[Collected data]
· · · · ·
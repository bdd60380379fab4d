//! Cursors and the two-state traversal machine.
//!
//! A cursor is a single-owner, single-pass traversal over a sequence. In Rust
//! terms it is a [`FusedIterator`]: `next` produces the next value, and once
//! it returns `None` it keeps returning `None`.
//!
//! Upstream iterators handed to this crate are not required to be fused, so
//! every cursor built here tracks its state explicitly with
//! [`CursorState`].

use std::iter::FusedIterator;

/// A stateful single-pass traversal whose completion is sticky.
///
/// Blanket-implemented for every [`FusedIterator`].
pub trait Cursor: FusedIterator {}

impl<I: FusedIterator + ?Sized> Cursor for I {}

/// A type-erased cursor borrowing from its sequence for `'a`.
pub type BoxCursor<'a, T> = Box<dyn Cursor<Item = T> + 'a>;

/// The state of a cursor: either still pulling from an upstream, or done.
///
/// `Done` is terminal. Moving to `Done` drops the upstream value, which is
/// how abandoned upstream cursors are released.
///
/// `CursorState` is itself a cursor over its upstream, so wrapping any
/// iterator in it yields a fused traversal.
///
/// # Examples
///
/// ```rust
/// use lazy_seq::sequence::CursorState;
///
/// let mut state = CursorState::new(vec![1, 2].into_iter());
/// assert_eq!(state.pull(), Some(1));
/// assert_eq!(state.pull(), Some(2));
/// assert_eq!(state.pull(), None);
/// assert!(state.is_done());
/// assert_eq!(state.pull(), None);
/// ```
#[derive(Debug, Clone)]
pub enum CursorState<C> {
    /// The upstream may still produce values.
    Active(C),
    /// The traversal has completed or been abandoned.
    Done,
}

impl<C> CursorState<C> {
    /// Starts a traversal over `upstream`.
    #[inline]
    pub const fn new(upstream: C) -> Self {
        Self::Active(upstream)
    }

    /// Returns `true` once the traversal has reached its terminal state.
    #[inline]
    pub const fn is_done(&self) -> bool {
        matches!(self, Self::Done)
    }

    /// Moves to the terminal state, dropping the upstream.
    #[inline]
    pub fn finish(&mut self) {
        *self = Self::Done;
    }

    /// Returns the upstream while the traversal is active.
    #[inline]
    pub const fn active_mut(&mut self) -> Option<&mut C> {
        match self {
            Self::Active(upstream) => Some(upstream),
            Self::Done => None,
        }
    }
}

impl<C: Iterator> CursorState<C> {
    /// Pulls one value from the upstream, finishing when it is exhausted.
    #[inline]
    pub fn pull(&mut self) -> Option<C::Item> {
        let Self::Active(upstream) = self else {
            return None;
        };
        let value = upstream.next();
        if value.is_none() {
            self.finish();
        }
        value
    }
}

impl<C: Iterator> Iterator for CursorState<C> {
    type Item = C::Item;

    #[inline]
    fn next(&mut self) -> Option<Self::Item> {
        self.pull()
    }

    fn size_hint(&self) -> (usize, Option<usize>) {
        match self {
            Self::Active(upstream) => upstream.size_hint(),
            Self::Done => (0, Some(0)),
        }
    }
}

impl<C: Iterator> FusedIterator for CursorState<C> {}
· · · · ·
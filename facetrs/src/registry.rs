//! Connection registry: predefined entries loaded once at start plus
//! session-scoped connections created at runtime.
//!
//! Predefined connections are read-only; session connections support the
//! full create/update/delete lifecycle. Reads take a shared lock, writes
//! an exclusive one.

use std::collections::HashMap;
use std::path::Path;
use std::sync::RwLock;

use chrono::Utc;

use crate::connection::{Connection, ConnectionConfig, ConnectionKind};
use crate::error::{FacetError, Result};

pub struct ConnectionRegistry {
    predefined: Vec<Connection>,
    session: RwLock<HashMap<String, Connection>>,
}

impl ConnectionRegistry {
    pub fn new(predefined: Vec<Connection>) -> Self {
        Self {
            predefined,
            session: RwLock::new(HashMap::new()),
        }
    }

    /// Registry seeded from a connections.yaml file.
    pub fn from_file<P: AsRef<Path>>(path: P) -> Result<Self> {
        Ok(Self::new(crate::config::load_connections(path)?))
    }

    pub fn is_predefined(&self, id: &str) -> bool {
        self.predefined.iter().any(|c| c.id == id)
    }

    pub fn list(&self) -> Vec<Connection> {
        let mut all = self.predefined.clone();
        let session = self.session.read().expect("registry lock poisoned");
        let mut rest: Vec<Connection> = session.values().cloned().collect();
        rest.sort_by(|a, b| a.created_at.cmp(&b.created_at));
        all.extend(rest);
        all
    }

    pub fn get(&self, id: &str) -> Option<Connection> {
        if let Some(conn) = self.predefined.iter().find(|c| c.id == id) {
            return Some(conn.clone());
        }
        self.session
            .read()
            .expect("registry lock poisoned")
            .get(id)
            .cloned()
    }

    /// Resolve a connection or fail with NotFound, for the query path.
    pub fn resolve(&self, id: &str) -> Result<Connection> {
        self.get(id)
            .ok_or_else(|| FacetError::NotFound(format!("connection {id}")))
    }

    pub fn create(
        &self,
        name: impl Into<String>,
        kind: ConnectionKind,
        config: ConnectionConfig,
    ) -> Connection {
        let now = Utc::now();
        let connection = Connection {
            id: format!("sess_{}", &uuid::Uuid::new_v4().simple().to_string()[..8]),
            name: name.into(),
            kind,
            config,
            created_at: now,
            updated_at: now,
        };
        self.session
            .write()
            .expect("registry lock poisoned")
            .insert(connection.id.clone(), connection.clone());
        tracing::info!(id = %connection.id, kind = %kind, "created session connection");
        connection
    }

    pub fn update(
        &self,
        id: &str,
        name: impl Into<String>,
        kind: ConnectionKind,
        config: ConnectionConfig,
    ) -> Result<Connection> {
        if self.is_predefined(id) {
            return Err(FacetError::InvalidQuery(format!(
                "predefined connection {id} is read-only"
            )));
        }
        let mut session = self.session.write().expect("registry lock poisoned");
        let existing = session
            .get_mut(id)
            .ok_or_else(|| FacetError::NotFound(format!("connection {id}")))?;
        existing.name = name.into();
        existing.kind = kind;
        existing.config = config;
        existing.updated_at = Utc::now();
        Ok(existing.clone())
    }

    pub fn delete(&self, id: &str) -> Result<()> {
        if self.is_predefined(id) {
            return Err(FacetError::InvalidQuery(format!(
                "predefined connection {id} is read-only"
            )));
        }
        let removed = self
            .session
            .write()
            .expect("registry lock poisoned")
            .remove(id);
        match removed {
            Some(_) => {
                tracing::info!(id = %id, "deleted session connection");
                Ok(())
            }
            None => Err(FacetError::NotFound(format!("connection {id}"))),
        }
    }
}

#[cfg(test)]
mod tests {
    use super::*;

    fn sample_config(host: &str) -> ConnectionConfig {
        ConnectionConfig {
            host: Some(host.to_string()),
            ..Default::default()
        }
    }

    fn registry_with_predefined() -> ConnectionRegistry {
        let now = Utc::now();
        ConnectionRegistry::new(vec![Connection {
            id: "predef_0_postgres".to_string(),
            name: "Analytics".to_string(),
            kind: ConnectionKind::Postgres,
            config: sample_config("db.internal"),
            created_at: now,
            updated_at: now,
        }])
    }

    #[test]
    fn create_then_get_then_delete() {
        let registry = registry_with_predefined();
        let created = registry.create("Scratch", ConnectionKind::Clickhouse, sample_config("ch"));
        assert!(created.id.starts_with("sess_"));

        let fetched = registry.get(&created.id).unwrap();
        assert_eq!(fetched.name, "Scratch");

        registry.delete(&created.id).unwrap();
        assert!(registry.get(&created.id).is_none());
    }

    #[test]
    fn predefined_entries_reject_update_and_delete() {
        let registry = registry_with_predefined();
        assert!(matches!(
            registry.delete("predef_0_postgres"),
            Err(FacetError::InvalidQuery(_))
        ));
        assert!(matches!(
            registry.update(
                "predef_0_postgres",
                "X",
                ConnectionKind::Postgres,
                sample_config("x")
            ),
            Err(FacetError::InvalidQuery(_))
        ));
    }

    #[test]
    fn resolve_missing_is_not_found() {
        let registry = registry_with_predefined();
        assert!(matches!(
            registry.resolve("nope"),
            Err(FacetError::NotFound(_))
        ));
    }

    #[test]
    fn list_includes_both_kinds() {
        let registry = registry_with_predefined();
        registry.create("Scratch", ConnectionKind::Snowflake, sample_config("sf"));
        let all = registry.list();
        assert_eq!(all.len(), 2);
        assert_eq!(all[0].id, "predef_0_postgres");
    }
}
· · · · ·
WHAT IS REQUIRED →
Out of the records above, pull the lines that include the word "format".

YOUR RESPONSE →
            .ok_or_else(|| FacetError::NotFound(format!("connection {id}")))
            id: format!("sess_{}", &uuid::Uuid::new_v4().simple().to_string()[..8]),
            return Err(FacetError::InvalidQuery(format!(
            .ok_or_else(|| FacetError::NotFound(format!("connection {id}")))?;
            return Err(FacetError::InvalidQuery(format!(
            None => Err(FacetError::NotFound(format!("connection {id}"))),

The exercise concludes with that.